GridPP PMB Meeting 706

GridPP PMB Meeting 706 (23.04.19)                               F2F
=================================
Present: Dave Britton (Chair), Tony Cass, Pete Clarke, David Colling, Alastair Dewhurst, Pete Gronbech, Jon Hays, Roger Jones, Dave Kelsey, Steve Lloyd, Andrew McNab, Gareth Roy, Andrew Sansum, Louisa Campbell (Minutes).

Apologies: Tony Doyle

1) GridPP Panel Questions
=========================
Q1 new technologies – response includes case study of Echo in GridPP5 and Datalakes (WP4), for compute Cloud technology and containers; CPU cores are referred to. GPU is covered and mention could be made of emerging technologies, e.g. TPU. Potential for reducing global storage requirements – Datalakes is one area that may contribute to this and experiments drive this based on requirements.
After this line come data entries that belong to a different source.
//! Message encoder
//!
//! Serialisasi value ke buffer internal, lalu patch total size di header.
//! Buffer dipakai ulang antar message; tidak ada byte yang menyentuh
//! transport sebelum seluruh message selesai dibangun.

use uuid::Uuid;

use super::endian::GUID_ORDER;
use super::message::{MessageType, HEADER_SIZE};
use super::qtype::QType;
use super::text::TextEncoding;
use crate::core::{Function, Table, Value};
use crate::error::WriterError;

const INITIAL_CAPACITY: usize = 64 * 1024;

/// Highest protocol version yang dipahami client
pub const MAX_PROTOCOL_VERSION: u8 = 3;

pub struct Encoder {
    buffer: Vec<u8>,
    protocol_version: u8,
    encoding: TextEncoding,
}

impl Encoder {
    pub fn new(protocol_version: u8, encoding: TextEncoding) -> Self {
        Self {
            buffer: Vec::with_capacity(INITIAL_CAPACITY),
            protocol_version,
            encoding,
        }
    }

    #[inline(always)]
    pub fn protocol_version(&self) -> u8 {
        self.protocol_version
    }

    #[inline(always)]
    pub fn set_protocol_version(&mut self, version: u8) {
        self.protocol_version = version;
    }

    /// Reset encoder untuk reuse
    #[inline(always)]
    pub fn reset(&mut self) {
        self.buffer.clear();
    }

    /// Encode satu message lengkap (header + payload).
    ///
    /// Header selalu little-endian: `[1, kind, 0, 0, size]`.
    pub fn encode(&mut self, value: &Value, kind: MessageType) -> Result<&[u8], WriterError> {
        self.buffer.clear();
        self.buffer.extend_from_slice(&[1, kind as u8, 0, 0, 0, 0, 0, 0]);

        if let Err(e) = self.write_object(value) {
            self.buffer.clear();
            return Err(e);
        }

        let total = self.buffer.len();
        let size = i32::try_from(total).map_err(|_| WriterError::MessageTooLarge(total))?;
        self.buffer[4..HEADER_SIZE].copy_from_slice(&size.to_le_bytes());

        Ok(&self.buffer)
    }

    /// Current buffer content
    #[inline(always)]
    pub fn as_bytes(&self) -> &[u8] {
        &self.buffer
    }

    #[inline(always)]
    fn check_version(&self, qtype: QType) -> Result<(), WriterError> {
        let required = qtype.min_protocol_version();
        if self.protocol_version < required {
            return Err(WriterError::ProtocolVersion {
                qtype,
                required,
                negotiated: self.protocol_version,
            });
        }
        Ok(())
    }

    #[inline(always)]
    fn put_u8(&mut self, v: u8) {
        self.buffer.push(v);
    }

    #[inline(always)]
    fn put_tag(&mut self, qtype: QType) {
        self.buffer.push(qtype.tag() as u8);
    }

    #[inline(always)]
    fn put_i16(&mut self, v: i16) {
        self.buffer.extend_from_slice(&v.to_le_bytes());
    }

    #[inline(always)]
    fn put_i32(&mut self, v: i32) {
        self.buffer.extend_from_slice(&v.to_le_bytes());
    }

    #[inline(always)]
    fn put_i64(&mut self, v: i64) {
        self.buffer.extend_from_slice(&v.to_le_bytes());
    }

    #[inline(always)]
    fn put_f32(&mut self, v: f32) {
        self.buffer.extend_from_slice(&v.to_le_bytes());
    }

    #[inline(always)]
    fn put_f64(&mut self, v: f64) {
        self.buffer.extend_from_slice(&v.to_le_bytes());
    }

    #[inline(always)]
    fn put_len(&mut self, len: usize) -> Result<(), WriterError> {
        let len = i32::try_from(len).map_err(|_| WriterError::MessageTooLarge(len))?;
        self.put_i32(len);
        Ok(())
    }

    /// Kebalikan dari permutasi saat read
    fn put_guid(&mut self, guid: &Uuid) {
        let bytes = guid.to_bytes_le();
        for &i in GUID_ORDER.iter() {
            self.buffer.push(bytes[i]);
        }
    }

    fn put_char(&mut self, c: char) -> Result<(), WriterError> {
        let byte = u8::try_from(c as u32).map_err(|_| WriterError::CharOutOfRange(c))?;
        self.buffer.push(byte);
        Ok(())
    }

    /// Text bytes + NUL terminator, tanpa length prefix
    fn put_symbol(&mut self, text: &str) -> Result<(), WriterError> {
        let bytes = self.encoding.encode(text)?;
        self.buffer.extend_from_slice(&bytes);
        self.buffer.push(0);
        Ok(())
    }

    /// Char vector: tag, attribute, byte length setelah encoding, bytes
    fn put_string(&mut self, text: &str) -> Result<(), WriterError> {
        let encoding = self.encoding;
        let bytes = encoding.encode(text)?;
        self.put_tag(QType::String);
        self.put_u8(0);
        self.put_len(bytes.len())?;
        self.buffer.extend_from_slice(&bytes);
        Ok(())
    }

    #[inline(always)]
    fn put_vector_header(&mut self, qtype: QType, len: usize) -> Result<(), WriterError> {
        self.put_tag(qtype);
        self.put_u8(0);
        self.put_len(len)
    }

    fn write_object(&mut self, value: &Value) -> Result<(), WriterError> {
        let qtype = QType::of(value)?;
        self.check_version(qtype)?;

        match value {
            Value::Null => {
                self.put_tag(QType::NULL_ITEM);
                self.put_u8(0);
            }
            Value::Bool(b) => {
                self.put_tag(qtype);
                self.put_u8(*b as u8);
            }
            Value::Guid(g) => {
                self.put_tag(qtype);
                self.put_guid(g);
            }
            Value::Byte(b) => {
                self.put_tag(qtype);
                self.put_u8(*b);
            }
            Value::Short(v) => {
                self.put_tag(qtype);
                self.put_i16(*v);
            }
            Value::Int(v) => {
                self.put_tag(qtype);
                self.put_i32(*v);
            }
            Value::Long(v) => {
                self.put_tag(qtype);
                self.put_i64(*v);
            }
            Value::Real(v) => {
                self.put_tag(qtype);
                self.put_f32(*v);
            }
            Value::Float(v) => {
                self.put_tag(qtype);
                self.put_f64(*v);
            }
            Value::Char(c) => {
                self.put_tag(qtype);
                self.put_char(*c)?;
            }
            Value::Symbol(s) => {
                self.put_tag(qtype);
                self.put_symbol(s)?;
            }
            Value::Timestamp(t) => {
                self.put_tag(qtype);
                self.put_i64(t.value());
            }
            Value::Month(t) => {
                self.put_tag(qtype);
                self.put_i32(t.value());
            }
            Value::Date(t) => {
                self.put_tag(qtype);
                self.put_i32(t.value());
            }
            Value::Datetime(t) => {
                self.put_tag(qtype);
                self.put_f64(t.value());
            }
            Value::Timespan(t) => {
                self.put_tag(qtype);
                self.put_i64(t.value());
            }
            Value::Minute(t) => {
                self.put_tag(qtype);
                self.put_i32(t.value());
            }
            Value::Second(t) => {
                self.put_tag(qtype);
                self.put_i32(t.value());
            }
            Value::Time(t) => {
                self.put_tag(qtype);
                self.put_i32(t.value());
            }

            Value::List(items) => {
                self.put_vector_header(qtype, items.len())?;
                for item in items {
                    self.write_object(item)?;
                }
            }
            Value::BoolList(v) => {
                self.put_vector_header(qtype, v.len())?;
                self.buffer.extend(v.iter().map(|&b| b as u8));
            }
            Value::GuidList(v) => {
                self.put_vector_header(qtype, v.len())?;
                for g in v {
                    self.put_guid(g);
                }
            }
            Value::ByteList(v) => {
                self.put_vector_header(qtype, v.len())?;
                self.buffer.extend_from_slice(v);
            }
            Value::ShortList(v) => {
                self.put_vector_header(qtype, v.len())?;
                v.iter().for_each(|&x| self.put_i16(x));
            }
            Value::IntList(v) => {
                self.put_vector_header(qtype, v.len())?;
                v.iter().for_each(|&x| self.put_i32(x));
            }
            Value::LongList(v) => {
                self.put_vector_header(qtype, v.len())?;
                v.iter().for_each(|&x| self.put_i64(x));
            }
            Value::RealList(v) => {
                self.put_vector_header(qtype, v.len())?;
                v.iter().for_each(|&x| self.put_f32(x));
            }
            Value::FloatList(v) => {
                self.put_vector_header(qtype, v.len())?;
                v.iter().for_each(|&x| self.put_f64(x));
            }
            Value::String(s) => self.put_string(s)?,
            Value::SymbolList(v) => {
                self.put_vector_header(qtype, v.len())?;
                for s in v {
                    self.put_symbol(s)?;
                }
            }
            Value::TimestampList(v) => {
                self.put_vector_header(qtype, v.len())?;
                v.iter().for_each(|t| self.put_i64(t.value()));
            }
            Value::MonthList(v) => {
                self.put_vector_header(qtype, v.len())?;
                v.iter().for_each(|t| self.put_i32(t.value()));
            }
            Value::DateList(v) => {
                self.put_vector_header(qtype, v.len())?;
                v.iter().for_each(|t| self.put_i32(t.value()));
            }
            Value::DatetimeList(v) => {
                self.put_vector_header(qtype, v.len())?;
                v.iter().for_each(|t| self.put_f64(t.value()));
            }
            Value::TimespanList(v) => {
                self.put_vector_header(qtype, v.len())?;
                v.iter().for_each(|t| self.put_i64(t.value()));
            }
            Value::MinuteList(v) => {
                self.put_vector_header(qtype, v.len())?;
                v.iter().for_each(|t| self.put_i32(t.value()));
            }
            Value::SecondList(v) => {
                self.put_vector_header(qtype, v.len())?;
                v.iter().for_each(|t| self.put_i32(t.value()));
            }
            Value::TimeList(v) => {
                self.put_vector_header(qtype, v.len())?;
                v.iter().for_each(|t| self.put_i32(t.value()));
            }

            Value::Error(message) => {
                self.put_tag(qtype);
                self.put_symbol(message)?;
            }
            Value::Dictionary(d) => {
                self.put_tag(qtype);
                self.write_object(d.keys())?;
                self.write_object(d.values())?;
            }
            Value::KeyedTable(kt) => {
                self.put_tag(QType::KEYED_TABLE);
                self.write_table(kt.keys())?;
                self.write_table(kt.values())?;
            }
            Value::Table(t) => self.write_table(t)?,

            Value::Function(Function::Lambda(lambda)) => {
                self.put_tag(qtype);
                self.put_u8(0); // context
                self.put_string(lambda.expression())?;
            }
            Value::Function(Function::Projection(projection)) => {
                self.put_tag(QType::LAMBDA_PART);
                self.put_len(projection.parameters().len())?;
                for p in projection.parameters() {
                    self.write_object(p)?;
                }
            }
            Value::Function(Function::Primitive(_)) => {
                return Err(WriterError::UnsupportedType(qtype));
            }
        }
        Ok(())
    }

    /// `[98][attr][99][column symbols][data general list]`
    fn write_table(&mut self, table: &Table) -> Result<(), WriterError> {
        self.put_tag(QType::Table);
        self.put_u8(0);
        self.put_tag(QType::Dictionary);

        self.put_vector_header(QType::SymbolList, table.columns_count())?;
        for column in table.columns() {
            self.put_symbol(column)?;
        }

        self.put_vector_header(QType::GeneralList, table.columns_count())?;
        for column in table.data() {
            self.write_object(column)?;
        }
        Ok(())
    }
}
There was discussion on practicalities and costings of some of these technologies as well as editing text for clarity and to ensure the response covers aspects we do very well and others we aspire to do, taking account of the constraints that we operate within.
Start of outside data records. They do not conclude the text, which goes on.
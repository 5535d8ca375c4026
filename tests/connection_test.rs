//! Connection tests terhadap fake q process di loopback
//!
//! Server palsu menjalankan handshake lalu membaca/menulis message dengan
//! `MessageReader` / `MessageWriter` yang sama dengan client.

use std::io::{Read, Write};
use std::net::{TcpListener, TcpStream};
use std::sync::mpsc::{self, Receiver, Sender};
use std::sync::{Arc, Mutex};
use std::thread::{self, JoinHandle};
use std::time::{Duration, Instant};

use qwire::network::{CallbackConnection, Connection, ConnectionOptions, MessageHandler};
use qwire::protocol::{Message, MessageReader, MessageType, MessageWriter, TextEncoding};
use qwire::{Error, ReaderError, Value, WriterError};

const TIMEOUT: Duration = Duration::from_secs(5);

fn spawn_server<F>(serve: F) -> (u16, JoinHandle<()>)
where
    F: FnOnce(TcpListener) + Send + 'static,
{
    let listener = TcpListener::bind("127.0.0.1:0").unwrap();
    let port = listener.local_addr().unwrap().port();
    (port, thread::spawn(move || serve(listener)))
}

/// Terima satu client, baca credentials sampai NUL, balas `reply` jika ada
fn accept(listener: &TcpListener, reply: Option<u8>) -> (TcpStream, Vec<u8>) {
    let (mut stream, _) = listener.accept().unwrap();
    let mut credentials = Vec::new();
    let mut byte = [0u8; 1];
    loop {
        stream.read_exact(&mut byte).unwrap();
        if byte[0] == 0 {
            break;
        }
        credentials.push(byte[0]);
    }
    if let Some(version) = reply {
        stream.write_all(&[version]).unwrap();
    }
    (stream, credentials)
}

fn peer(stream: &TcpStream) -> (MessageReader<TcpStream>, MessageWriter<TcpStream>) {
    (
        MessageReader::new(stream.try_clone().unwrap(), TextEncoding::Utf8),
        MessageWriter::new(stream.try_clone().unwrap(), 3, TextEncoding::Utf8),
    )
}

fn options(port: u16) -> ConnectionOptions {
    ConnectionOptions::default().host("127.0.0.1").port(port)
}

#[test]
fn test_handshake_and_sync_query() {
    let (port, server) = spawn_server(|listener| {
        let (stream, credentials) = accept(&listener, Some(3));
        assert_eq!(credentials, b"user:pwd\x03");

        let (mut reader, mut writer) = peer(&stream);
        let request = reader.read(false).unwrap();
        assert_eq!(request.kind, MessageType::Sync);
        assert_eq!(request.data, Value::string("til 3"));
        writer
            .write(&Value::LongList(vec![0, 1, 2]), MessageType::Response)
            .unwrap();
    });

    let mut q = Connection::new(options(port).username("user").password("pwd"));
    q.open().unwrap();
    assert!(q.is_connected());
    assert_eq!(q.protocol_version(), 3);
    assert_eq!(q.sync("til 3", &[]).unwrap(), Value::LongList(vec![0, 1, 2]));

    server.join().unwrap();
    q.close();
    assert!(!q.is_connected());
}

#[test]
fn test_capability_is_capped() {
    let (port, server) = spawn_server(|listener| {
        let _ = accept(&listener, Some(6));
    });
    let mut q = Connection::new(options(port));
    q.open().unwrap();
    assert_eq!(q.protocol_version(), 3);
    server.join().unwrap();
}

#[test]
fn test_query_with_parameters() {
    let (port, server) = spawn_server(|listener| {
        let (stream, _) = accept(&listener, Some(3));
        let (mut reader, _) = peer(&stream);
        let request = reader.read(false).unwrap();
        assert_eq!(request.kind, MessageType::Async);
        assert_eq!(
            request.data,
            Value::List(vec![
                Value::string("asynchMult"),
                Value::Long(1),
                Value::symbol("x"),
            ])
        );
    });

    let mut q = Connection::new(options(port));
    q.open().unwrap();
    q.send_async("asynchMult", &[Value::Long(1), Value::symbol("x")])
        .unwrap();
    server.join().unwrap();
}

#[test]
fn test_too_many_parameters() {
    let (port, server) = spawn_server(|listener| {
        let _ = accept(&listener, Some(3));
    });
    let mut q = Connection::new(options(port));
    q.open().unwrap();

    let params = vec![Value::Long(0); 9];
    let err = q.query(MessageType::Sync, "f", &params).unwrap_err();
    assert!(matches!(err, Error::Writer(WriterError::TooManyParameters(9))));
    server.join().unwrap();
}

#[test]
fn test_remote_error_from_sync() {
    let (port, server) = spawn_server(|listener| {
        let (stream, _) = accept(&listener, Some(3));
        let (mut reader, mut writer) = peer(&stream);
        reader.read(false).unwrap();
        writer
            .write(&Value::Error("type".into()), MessageType::Response)
            .unwrap();
    });

    let mut q = Connection::new(options(port));
    q.open().unwrap();
    let err = q.sync("1+`a", &[]).unwrap_err();
    assert!(matches!(err, Error::Remote(ref m) if m == "type"));
    server.join().unwrap();
}

#[test]
fn test_sync_rejects_non_response() {
    let (port, server) = spawn_server(|listener| {
        let (stream, _) = accept(&listener, Some(3));
        let (mut reader, mut writer) = peer(&stream);
        reader.read(false).unwrap();
        writer.write(&Value::Long(1), MessageType::Async).unwrap();

        // client membalas dengan error, dengan message type yang sama
        let mut raw = MessageReader::new(stream.try_clone().unwrap(), TextEncoding::Utf8);
        let reply = raw.read(true).unwrap();
        assert_eq!(reply.kind, MessageType::Async);
        let mut decoded = MessageReader::new(
            std::io::Cursor::new(reply_bytes(&reply)),
            TextEncoding::Utf8,
        );
        assert!(matches!(
            decoded.read(false),
            Err(ReaderError::Remote(ref m)) if m == "nyi: qwire expected response message"
        ));
    });

    let mut q = Connection::new(options(port));
    q.open().unwrap();
    let err = q.sync("x", &[]).unwrap_err();
    assert!(matches!(err, Error::Reader(ReaderError::UnexpectedMessage(_))));
    server.join().unwrap();
}

/// Rekonstruksi message lengkap dari raw read
fn reply_bytes(message: &Message) -> Vec<u8> {
    let payload = message.raw_bytes().unwrap();
    let mut bytes = vec![1, message.kind as u8, 0, 0];
    bytes.extend_from_slice(&(message.size as i32).to_le_bytes());
    bytes.extend_from_slice(payload);
    bytes
}

#[test]
fn test_handshake_falls_back_without_capability() {
    let (port, server) = spawn_server(|listener| {
        let (first, credentials) = accept(&listener, None);
        assert_eq!(credentials, b"user\x03");
        drop(first);

        let (_second, credentials) = accept(&listener, Some(0));
        assert_eq!(credentials, b"user");
    });

    let mut q = Connection::new(options(port).username("user"));
    q.open().unwrap();
    assert_eq!(q.protocol_version(), 0);
    server.join().unwrap();
}

#[test]
fn test_handshake_denied() {
    let (port, server) = spawn_server(|listener| {
        let _ = accept(&listener, None);
        let _ = accept(&listener, None);
    });

    let mut q = Connection::new(options(port).username("intruder"));
    let err = q.open().unwrap_err();
    assert!(matches!(err, Error::Connection(ref m) if m == "Connection denied"));
    assert!(!q.is_connected());
    server.join().unwrap();
}

#[derive(Debug)]
enum Event {
    Data(Value),
    Error { recoverable: bool },
}

struct ChannelHandler(Mutex<Sender<Event>>);

impl ChannelHandler {
    fn new() -> (Arc<Self>, Receiver<Event>) {
        let (tx, rx) = mpsc::channel();
        (Arc::new(Self(Mutex::new(tx))), rx)
    }

    fn send(&self, event: Event) {
        if let Ok(tx) = self.0.lock() {
            let _ = tx.send(event);
        }
    }
}

impl MessageHandler for ChannelHandler {
    fn on_data(&self, message: Message) {
        self.send(Event::Data(message.data));
    }

    fn on_error(&self, error: &Error) {
        self.send(Event::Error {
            recoverable: error.is_recoverable(),
        });
    }
}

#[test]
fn test_listener_forwards_data_and_errors() {
    let (port, server) = spawn_server(|listener| {
        let (stream, _) = accept(&listener, Some(3));
        let (_, mut writer) = peer(&stream);
        writer.write(&Value::Long(1), MessageType::Async).unwrap();
        writer
            .write(&Value::Error("oops".into()), MessageType::Async)
            .unwrap();
        writer.write(&Value::symbol("b"), MessageType::Async).unwrap();
        // stream ditutup: error fatal untuk listener
    });

    let (handler, events) = ChannelHandler::new();
    let mut q = CallbackConnection::new(options(port), handler);
    q.open().unwrap();
    q.start_listener().unwrap();
    server.join().unwrap();

    assert!(matches!(events.recv_timeout(TIMEOUT).unwrap(), Event::Data(Value::Long(1))));
    assert!(matches!(
        events.recv_timeout(TIMEOUT).unwrap(),
        Event::Error { recoverable: true }
    ));
    assert!(matches!(
        events.recv_timeout(TIMEOUT).unwrap(),
        Event::Data(Value::Symbol(ref s)) if s == "b"
    ));
    assert!(matches!(
        events.recv_timeout(TIMEOUT).unwrap(),
        Event::Error { recoverable: false }
    ));

    let deadline = Instant::now() + TIMEOUT;
    while q.is_listening() && Instant::now() < deadline {
        thread::sleep(Duration::from_millis(10));
    }
    assert!(!q.is_listening());
    q.stop_listener();
}

#[test]
fn test_stop_listener_returns_promptly() {
    let (done_tx, done_rx) = mpsc::channel::<()>();
    let (port, server) = spawn_server(move |listener| {
        let (_stream, _) = accept(&listener, Some(3));
        let _ = done_rx.recv_timeout(TIMEOUT);
    });

    let (handler, _events) = ChannelHandler::new();
    let mut q = CallbackConnection::new(options(port), handler);
    q.open().unwrap();
    q.start_listener().unwrap();
    q.start_listener().unwrap();
    assert!(q.is_listening());

    let started = Instant::now();
    q.stop_listener();
    assert!(started.elapsed() < Duration::from_secs(2));
    assert!(!q.is_listening());

    q.close();
    done_tx.send(()).unwrap();
    server.join().unwrap();
}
Q2 financial savings – sharing expertise developed during GridPP5 requiring less manpower to operate effectively, we made efficiency savings to drive down operation costs. There was discussion on edits and making clear the differences between Tier-1 and Tier-2 requirements. IRIS kit was discussed as well as in-kind contribution. GridPP6 will continue the successful things being done and outline cause and effects.

Q3 over-pledged resources – RRB report is referred to noting ATLAS, CMS and LHCb use of pledged resource. These are opportunistic resources and there is no mechanism for reimbursement from partners for over-delivery.
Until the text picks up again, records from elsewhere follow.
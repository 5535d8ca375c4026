//! qwire Remote Console
//!
//! Interactive prompt: setiap baris dikirim sebagai sync query dan
//! hasilnya dicetak. Keluar dengan `\\`.
//!
//! # Usage
//!
//! ```text
//! cargo run --release --bin qwire_console -- localhost 5000
//! ```

use std::io::{self, BufRead, Write};

use qwire::network::{Connection, ConnectionOptions};
use qwire::{Error, Value};
use tracing_subscriber::EnvFilter;

const MAX_TABLE_ROWS: usize = 20;

struct ConsoleConfig {
    host: String,
    port: u16,
}

impl Default for ConsoleConfig {
    fn default() -> Self {
        Self {
            host: "localhost".to_string(),
            port: 5000,
        }
    }
}

fn print_result(value: &Value) {
    match value {
        Value::Null => println!("::"),
        Value::Table(table) => print!("{}", table.render(MAX_TABLE_ROWS)),
        other => println!("{other}"),
    }
}

fn run_console(config: ConsoleConfig) -> Result<(), Error> {
    let mut q = Connection::new(ConnectionOptions::default().host(config.host).port(config.port));
    q.open()?;
    println!("conn: {}  protocol: {}", q, q.protocol_version());

    let stdin = io::stdin();
    let mut lines = stdin.lock().lines();
    loop {
        print!("Q)");
        io::stdout().flush()?;

        let Some(line) = lines.next() else {
            break;
        };
        let line = line?;
        if line == "\\\\" {
            break;
        }

        match q.sync(&line, &[]) {
            Ok(result) => print_result(&result),
            Err(Error::Remote(message)) => println!("`{message}"),
            Err(e) => return Err(e),
        }
    }

    q.close();
    Ok(())
}

fn parse_args() -> ConsoleConfig {
    let args: Vec<String> = std::env::args().skip(1).collect();
    let mut config = ConsoleConfig::default();

    if args.iter().any(|a| a == "--help") {
        println!("qwire Remote Console\n");
        println!("Usage: qwire_console [HOST] [PORT]\n");
        println!("  HOST   q process host (default: localhost)");
        println!("  PORT   q process port (default: 5000)");
        std::process::exit(0);
    }

    if let Some(host) = args.first() {
        config.host = host.clone();
    }
    if let Some(port) = args.get(1) {
        config.port = port.parse().unwrap_or(config.port);
    }
    config
}

fn main() {
    tracing_subscriber::fmt()
        .with_env_filter(EnvFilter::try_from_default_env().unwrap_or_else(|_| "info".into()))
        .init();

    let config = parse_args();
    if let Err(e) = run_console(config) {
        eprintln!("❌ Console error: {e}");
        std::process::exit(1);
    }
}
Q4 reduction in UK Tier-2 capacity disadvantages UK analysis capacity – most of this refers to group disk and there is also mention of CPU, reprocessing and Monte Carlo simulation etc. Having Tier-2 allows usage of local storage through the Grid. RJ will finalise the text.

Q5 justification of FEC for each post – this is agreed as robust text. It was noted at RAL the overheads take the total per post to £100K and the project does not benefit directly from these overheads as they are absorbed by STFC. The text will make clear the GridPP staff do not perform technician or administrative support roles at the host institution. They are employed to undertake GridPP and support academics in using the Grid.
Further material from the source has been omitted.